How to achieve live transcription #19

csukuangfj · 2024-10-22T08:51:24Z

The title of the paper https://arxiv.org/pdf/2410.15608 is

Moonshine: Speech Recognition for Live Transcription and Voice Commands

However, the model is a non-streaming model, could you describe how to achieve live transcription?

The demo in this repo is for decoding files,
it would be nice if you can provide a demo for live transcriptions.

info-wordcab · 2024-10-22T16:42:44Z

Definitely would be interesting to see a live transcription demo!

evmaki · 2024-10-22T18:24:08Z

Thanks for the request! We are working on a live transcription demo that we will add to the repo soon.

andimarafioti · 2024-10-22T18:33:09Z

I know it's not exactly what you asked for, for I added the model to Hugging Face's speech to speech library, so it does live translation

sleepingcat4 · 2024-10-25T20:11:35Z

@evmaki I tried to ran a benchmark and results were very disappointing. I had used below specifications:

JAX backend
10s splits
percussive component is used for transcription
librosa to remove silence (trim func)
tiny variation of moonshine was used

in the benchmark only moonshine was loaded and used for transcriptions on the audio segments. rest were preprocessing steps. result was 48 minutes to transcribe 1 hour 28 minutes long video on CPU.

I ran a benchmark using Faster-whisper tiny model on CPU with below specifications

CPU backend
int8
same preprocessing steps
10s segments was fed at a given moment
same func as moonshine was used except model was changed

It took under 8 minutes to transcribe that same 1 hour 28 minutes audio file. Even I liked faster Whisper's tiny model quality of transcriptions better.

provided these results how you guys are promising live-transcriptions?

evmaki · 2024-10-25T20:32:19Z

@sleepingcat4 thanks for benchmarking and sharing your results. The Keras implementation currently has some speed issues, which is what's causing this. We've added ONNX models that run much faster. I encourage people to try those out.

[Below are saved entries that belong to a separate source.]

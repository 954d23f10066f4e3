use anyhow::Result;
use base64::{engine::general_purpose, Engine as _};
use image::{DynamicImage, Luma};
use qrcode::QrCode;
use std::io::Cursor;

/// Turns a credential secret into an embeddable image payload.
pub trait ImageRenderer: Send + Sync {
    fn render(&self, data: &str) -> Result<String>;
}

/// Renders a QR code as a `data:image/png;base64,...` URI.
#[derive(Debug, Clone)]
pub struct PngQrRenderer {
    min_size: u32,
}

impl Default for PngQrRenderer {
    fn default() -> Self {
        Self { min_size: 256 }
    }
}

impl PngQrRenderer {
    pub fn new(min_size: u32) -> Self {
        Self { min_size }
    }
}

impl ImageRenderer for PngQrRenderer {
    fn render(&self, data: &str) -> Result<String> {
        let code = QrCode::new(data.as_bytes())?;
        let image = code
            .render::<Luma<u8>>()
            .min_dimensions(self.min_size, self.min_size)
            .build();

        let dynamic_image = DynamicImage::ImageLuma8(image);
        let mut buffer = Cursor::new(Vec::new());
        dynamic_image.write_to(&mut buffer, image::ImageOutputFormat::Png)?;

        Ok(format!(
            "data:image/png;base64,{}",
            general_purpose::STANDARD.encode(buffer.get_ref())
        ))
    }
}
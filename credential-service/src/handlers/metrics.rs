use axum::{http::header, response::IntoResponse};

pub async fn metrics() -> impl IntoResponse {
    (
        [(header::CONTENT_TYPE, "text/plain; version=0.0.4; charset=utf-8")],
        crate::services::metrics::get_metrics(),
    )
}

Re: live transcriptions. We'll soon be merging a demo (using the ONNX models) that shows live captioning in action. The branch is already public if you want to check it out. Demo script is located here.

PS: What CPU are you running on? And are you willing to share your script so we can reproduce your results?

csukuangfj · 2024-10-26T00:37:28Z

@evmaki

Thank you for sharing the demo!

By the way, for the following two lines:

moonshine/moonshine/demo/live_captions.py

Line 153 in 5689bdf

speech = np.concatenate((speech, chunk))

moonshine/moonshine/demo/live_captions.py

Line 179 in 5689bdf

print_captions(transcribe(speech))

they result in redundant computation, which is not efficient.

Is there a plan to release a streaming model?

sleepingcat4 · 2024-10-26T05:42:35Z

@evmaki below is the function I used to transcribe 10s segement at a moment.

def transcribe_folder(audio_folder, output_file, model='moonshine/tiny'):
    initial_time = time.time()

    transcription = ""
    audio_files = sorted(
        [f for f in os.listdir(audio_folder) if f.endswith('.wav')],
        key=lambda x: int(re.search(r'part(\d+)\.wav', x).group(1))
    )

    for i, file_name in enumerate(audio_files):
        file_path = os.path.join(audio_folder, file_name)
        transcript = moonshine.transcribe(file_path, model)
        transcript = " ".join(transcript)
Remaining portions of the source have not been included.